■ Goal of the exercise: All entries must be extracted exactly, with nothing added or dropped.

[Stored data entries]
▬▬▬▬▬▬▬▬▬▬

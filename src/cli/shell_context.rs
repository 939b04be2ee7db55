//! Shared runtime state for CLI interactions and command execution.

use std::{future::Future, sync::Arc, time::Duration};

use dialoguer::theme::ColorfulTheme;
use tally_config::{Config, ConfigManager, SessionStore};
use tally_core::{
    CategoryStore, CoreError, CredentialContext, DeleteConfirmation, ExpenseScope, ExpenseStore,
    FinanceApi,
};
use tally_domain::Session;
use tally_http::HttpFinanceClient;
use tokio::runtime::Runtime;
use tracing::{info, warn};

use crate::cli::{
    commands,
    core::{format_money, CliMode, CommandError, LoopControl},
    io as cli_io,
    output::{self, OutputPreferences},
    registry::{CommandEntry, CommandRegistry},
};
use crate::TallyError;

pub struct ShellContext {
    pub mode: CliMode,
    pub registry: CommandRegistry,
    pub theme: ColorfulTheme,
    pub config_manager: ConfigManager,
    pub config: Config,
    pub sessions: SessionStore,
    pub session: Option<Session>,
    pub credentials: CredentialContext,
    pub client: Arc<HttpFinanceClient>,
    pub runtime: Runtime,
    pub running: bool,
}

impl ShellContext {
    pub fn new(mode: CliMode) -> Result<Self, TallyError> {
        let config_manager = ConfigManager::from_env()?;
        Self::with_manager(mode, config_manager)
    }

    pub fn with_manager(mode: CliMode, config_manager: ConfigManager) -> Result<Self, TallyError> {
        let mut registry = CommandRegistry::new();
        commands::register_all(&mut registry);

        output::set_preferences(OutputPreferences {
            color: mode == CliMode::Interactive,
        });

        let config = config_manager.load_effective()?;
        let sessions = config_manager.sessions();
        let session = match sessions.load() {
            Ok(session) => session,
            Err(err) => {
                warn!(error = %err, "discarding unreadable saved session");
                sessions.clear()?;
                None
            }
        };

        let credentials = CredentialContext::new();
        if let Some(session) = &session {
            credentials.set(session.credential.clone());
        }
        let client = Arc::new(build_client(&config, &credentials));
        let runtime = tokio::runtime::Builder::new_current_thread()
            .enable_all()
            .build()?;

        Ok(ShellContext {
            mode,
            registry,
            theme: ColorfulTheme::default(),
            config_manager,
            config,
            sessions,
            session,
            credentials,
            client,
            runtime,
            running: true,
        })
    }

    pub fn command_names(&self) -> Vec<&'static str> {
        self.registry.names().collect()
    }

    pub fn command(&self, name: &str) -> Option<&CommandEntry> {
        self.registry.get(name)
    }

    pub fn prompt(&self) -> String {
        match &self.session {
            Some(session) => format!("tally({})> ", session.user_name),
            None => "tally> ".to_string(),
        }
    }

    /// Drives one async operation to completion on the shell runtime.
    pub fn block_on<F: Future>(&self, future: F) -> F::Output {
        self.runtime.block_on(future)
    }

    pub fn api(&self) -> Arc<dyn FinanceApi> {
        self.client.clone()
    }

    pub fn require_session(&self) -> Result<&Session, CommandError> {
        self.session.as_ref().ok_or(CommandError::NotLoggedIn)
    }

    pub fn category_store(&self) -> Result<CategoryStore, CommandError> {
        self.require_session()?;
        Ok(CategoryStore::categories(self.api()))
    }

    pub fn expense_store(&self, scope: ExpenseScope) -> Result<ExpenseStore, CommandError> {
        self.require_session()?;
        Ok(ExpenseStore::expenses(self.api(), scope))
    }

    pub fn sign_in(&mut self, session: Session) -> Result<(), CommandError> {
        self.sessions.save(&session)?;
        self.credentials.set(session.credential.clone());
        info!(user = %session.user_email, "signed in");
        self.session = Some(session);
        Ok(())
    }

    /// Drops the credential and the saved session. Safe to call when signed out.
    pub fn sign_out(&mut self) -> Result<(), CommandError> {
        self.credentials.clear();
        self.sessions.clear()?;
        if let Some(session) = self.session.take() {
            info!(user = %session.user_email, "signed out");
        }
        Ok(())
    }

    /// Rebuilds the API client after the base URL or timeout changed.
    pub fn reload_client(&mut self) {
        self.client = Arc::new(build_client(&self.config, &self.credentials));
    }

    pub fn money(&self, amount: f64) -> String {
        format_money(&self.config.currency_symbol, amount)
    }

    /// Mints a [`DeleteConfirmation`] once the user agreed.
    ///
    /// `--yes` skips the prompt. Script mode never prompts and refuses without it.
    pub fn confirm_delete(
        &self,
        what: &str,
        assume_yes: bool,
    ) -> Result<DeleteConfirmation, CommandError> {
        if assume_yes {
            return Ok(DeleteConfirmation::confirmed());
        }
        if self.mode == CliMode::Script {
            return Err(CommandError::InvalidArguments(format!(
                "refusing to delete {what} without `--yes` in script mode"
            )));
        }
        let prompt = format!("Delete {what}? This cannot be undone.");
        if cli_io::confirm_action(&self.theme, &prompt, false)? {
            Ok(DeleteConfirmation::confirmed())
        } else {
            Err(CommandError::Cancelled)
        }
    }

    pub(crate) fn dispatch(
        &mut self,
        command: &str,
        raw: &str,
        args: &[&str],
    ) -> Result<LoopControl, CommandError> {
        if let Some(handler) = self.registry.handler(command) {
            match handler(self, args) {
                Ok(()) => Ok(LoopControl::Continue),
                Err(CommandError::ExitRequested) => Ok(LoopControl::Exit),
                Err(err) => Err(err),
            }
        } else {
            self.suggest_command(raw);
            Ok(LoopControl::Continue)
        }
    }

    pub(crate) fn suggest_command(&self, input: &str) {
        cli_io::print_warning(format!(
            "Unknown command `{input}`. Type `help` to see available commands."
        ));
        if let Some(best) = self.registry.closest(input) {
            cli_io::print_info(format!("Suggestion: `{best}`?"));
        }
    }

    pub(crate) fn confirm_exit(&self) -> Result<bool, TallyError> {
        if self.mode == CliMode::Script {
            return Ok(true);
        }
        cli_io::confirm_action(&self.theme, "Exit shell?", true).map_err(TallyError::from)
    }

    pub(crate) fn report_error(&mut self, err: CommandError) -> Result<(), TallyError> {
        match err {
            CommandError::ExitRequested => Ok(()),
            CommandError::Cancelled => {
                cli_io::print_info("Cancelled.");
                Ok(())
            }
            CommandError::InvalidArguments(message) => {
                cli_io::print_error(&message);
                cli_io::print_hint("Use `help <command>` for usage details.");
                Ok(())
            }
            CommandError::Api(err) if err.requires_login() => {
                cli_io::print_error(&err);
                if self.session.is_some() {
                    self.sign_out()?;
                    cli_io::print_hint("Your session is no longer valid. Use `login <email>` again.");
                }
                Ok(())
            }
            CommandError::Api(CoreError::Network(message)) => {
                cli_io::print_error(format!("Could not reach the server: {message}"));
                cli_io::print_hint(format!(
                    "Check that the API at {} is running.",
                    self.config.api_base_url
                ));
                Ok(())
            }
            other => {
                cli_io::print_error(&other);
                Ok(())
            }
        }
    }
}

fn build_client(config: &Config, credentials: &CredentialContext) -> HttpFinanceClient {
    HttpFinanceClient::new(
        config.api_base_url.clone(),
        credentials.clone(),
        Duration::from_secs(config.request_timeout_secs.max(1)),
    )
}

▬▬▬▬▬▬▬▬▬▬

■ Exercise output:
filename src/cli/shell_context.rs
repository 939b04be2ee7db55
//! Shared runtime state for CLI interactions and command execution.

use std::{future::Future, sync::Arc, time::Duration};

use dialoguer::theme::ColorfulTheme;
use tally_config::{Config, ConfigManager, SessionStore};
use tally_core::{
    CategoryStore, CoreError, CredentialContext, DeleteConfirmation, ExpenseScope, ExpenseStore,
    FinanceApi,
};
use tally_domain::Session;
use tally_http::HttpFinanceClient;
use tokio::runtime::Runtime;
use tracing::{info, warn};

use crate::cli::{
    commands,
    core::{format_money, CliMode, CommandError, LoopControl},
    io as cli_io,
    output::{self, OutputPreferences},
    registry::{CommandEntry, CommandRegistry},
};
use crate::TallyError;

pub struct ShellContext {
    pub mode: CliMode,
    pub registry: CommandRegistry,
    pub theme: ColorfulTheme,
    pub config_manager: ConfigManager,
    pub config: Config,
    pub sessions: SessionStore,
    pub session: Option<Session>,
    pub credentials: CredentialContext,
    pub client: Arc<HttpFinanceClient>,
    pub runtime: Runtime,
    pub running: bool,
}

impl ShellContext {
    pub fn new(mode: CliMode) -> Result<Self, TallyError> {
        let config_manager = ConfigManager::from_env()?;
        Self::with_manager(mode, config_manager)
    }

    pub fn with_manager(mode: CliMode, config_manager: ConfigManager) -> Result<Self, TallyError> {
        let mut registry = CommandRegistry::new();
        commands::register_all(&mut registry);

        output::set_preferences(OutputPreferences {
            color: mode == CliMode::Interactive,
        });

        let config = config_manager.load_effective()?;
        let sessions = config_manager.sessions();
        let session = match sessions.load() {
            Ok(session) => session,
            Err(err) => {
                warn!(error = %err, "discarding unreadable saved session");
                sessions.clear()?;
                None
            }
        };

        let credentials = CredentialContext::new();
        if let Some(session) = &session {
            credentials.set(session.credential.clone());
        }
        let client = Arc::new(build_client(&config, &credentials));
        let runtime = tokio::runtime::Builder::new_current_thread()
            .enable_all()
            .build()?;

        Ok(ShellContext {
            mode,
            registry,
            theme: ColorfulTheme::default(),
            config_manager,
            config,
            sessions,
            session,
            credentials,
            client,
            runtime,
            running: true,
        })
    }

    pub fn command_names(&self) -> Vec<&'static str> {
        self.registry.names().collect()
    }

    pub fn command(&self, name: &str) -> Option<&CommandEntry> {
        self.registry.get(name)
    }

    pub fn prompt(&self) -> String {
        match &self.session {
            Some(session) => format!("tally({})> ", session.user_name),
            None => "tally> ".to_string(),
        }
    }

    /// Drives one async operation to completion on the shell runtime.
    pub fn block_on<F: Future>(&self, future: F) -> F::Output {
        self.runtime.block_on(future)
    }

    pub fn api(&self) -> Arc<dyn FinanceApi> {
        self.client.clone()
    }

    pub fn require_session(&self) -> Result<&Session, CommandError> {
        self.session.as_ref().ok_or(CommandError::NotLoggedIn)
    }

    pub fn category_store(&self) -> Result<CategoryStore, CommandError> {
        self.require_session()?;
        Ok(CategoryStore::categories(self.api()))
    }

    pub fn expense_store(&self, scope: ExpenseScope) -> Result<ExpenseStore, CommandError> {
        self.require_session()?;
        Ok(ExpenseStore::expenses(self.api(), scope))
    }

    pub fn sign_in(&mut self, session: Session) -> Result<(), CommandError> {
        self.sessions.save(&session)?;
        self.credentials.set(session.credential.clone());
        info!(user = %session.user_email, "signed in");
        self.session = Some(session);
        Ok(())
    }

    /// Drops the credential and the saved session. Safe to call when signed out.
    pub fn sign_out(&mut self) -> Result<(), CommandError> {
        self.credentials.clear();
        self.sessions.clear()?;
        if let Some(session) = self.session.take() {
            info!(user = %session.user_email, "signed out");
        }
        Ok(())
    }

    /// Rebuilds the API client after the base URL or timeout changed.
    pub fn reload_client(&mut self) {
        self.client = Arc::new(build_client(&self.config, &self.credentials));
    }

    pub fn money(&self, amount: f64) -> String {
        format_money(&self.config.currency_symbol, amount)
    }

    /// Mints a [`DeleteConfirmation`] once the user agreed.
    ///
    /// `--yes` skips the prompt. Script mode never prompts and refuses without it.
    pub fn confirm_delete(
        &self,
        what: &str,
        assume_yes: bool,
    ) -> Result<DeleteConfirmation, CommandError> {
        if assume_yes {
            return Ok(DeleteConfirmation::confirmed());
        }
        if self.mode == CliMode::Script {
            return Err(CommandError::InvalidArguments(format!(
                "refusing to delete {what} without `--yes` in script mode"
            )));
        }
        let prompt = format!("Delete {what}? This cannot be undone.");
        if cli_io::confirm_action(&self.theme, &prompt, false)? {
            Ok(DeleteConfirmation::confirmed())
        } else {
            Err(CommandError::Cancelled)
        }
    }

    pub(crate) fn dispatch(
        &mut self,
        command: &str,
        raw: &str,
        args: &[&str],
    ) -> Result<LoopControl, CommandError> {
        if let Some(handler) = self.registry.handler(command) {
            match handler(self, args) {
                Ok(()) => Ok(LoopControl::Continue),
                Err(CommandError::ExitRequested) => Ok(LoopControl::Exit),
                Err(err) => Err(err),
            }
        } else {
            self.suggest_command(raw);
            Ok(LoopControl::Continue)
        }
    }

    pub(crate) fn suggest_command(&self, input: &str) {
        cli_io::print_warning(format!(
            "Unknown command `{input}`. Type `help` to see available commands."
        ));
        if let Some(best) = self.registry.closest(input) {
            cli_io::print_info(format!("Suggestion: `{best}`?"));
        }
    }

    pub(crate) fn confirm_exit(&self) -> Result<bool, TallyError> {
        if self.mode == CliMode::Script {
            return Ok(true);
        }
        cli_io::confirm_action(&self.theme, "Exit shell?", true).map_err(TallyError::from)
    }

    pub(crate) fn report_error(&mut self, err: CommandError) -> Result<(), TallyError> {
        match err {
            CommandError::ExitRequested => Ok(()),
            CommandError::Cancelled => {
                cli_io::print_info("Cancelled.");
                Ok(())
            }
            CommandError::InvalidArguments(message) => {
                cli_io::print_error(&message);
                cli_io::print_hint("Use `help <command>` for usage details.");
                Ok(())
            }
            CommandError::Api(err) if err.requires_login() => {
                cli_io::print_error(&err);
                if self.session.is_some() {
                    self.sign_out()?;
                    cli_io::print_hint("Your session is no longer valid. Use `login <email>` again.");
                }
                Ok(())
            }
            CommandError::Api(CoreError::Network(message)) => {
                cli_io::print_error(format!("Could not reach the server: {message}"));
                cli_io::print_hint(format!(
                    "Check that the API at {} is running.",
                    self.config.api_base_url
                ));
                Ok(())
            }
            other => {
                cli_io::print_error(&other);
                Ok(())
            }
        }
    }
}

fn build_client(config: &Config, credentials: &CredentialContext) -> HttpFinanceClient {
    HttpFinanceClient::new(
        config.api_base_url.clone(),
        credentials.clone(),
        Duration::from_secs(config.request_timeout_secs.max(1)),
    )
}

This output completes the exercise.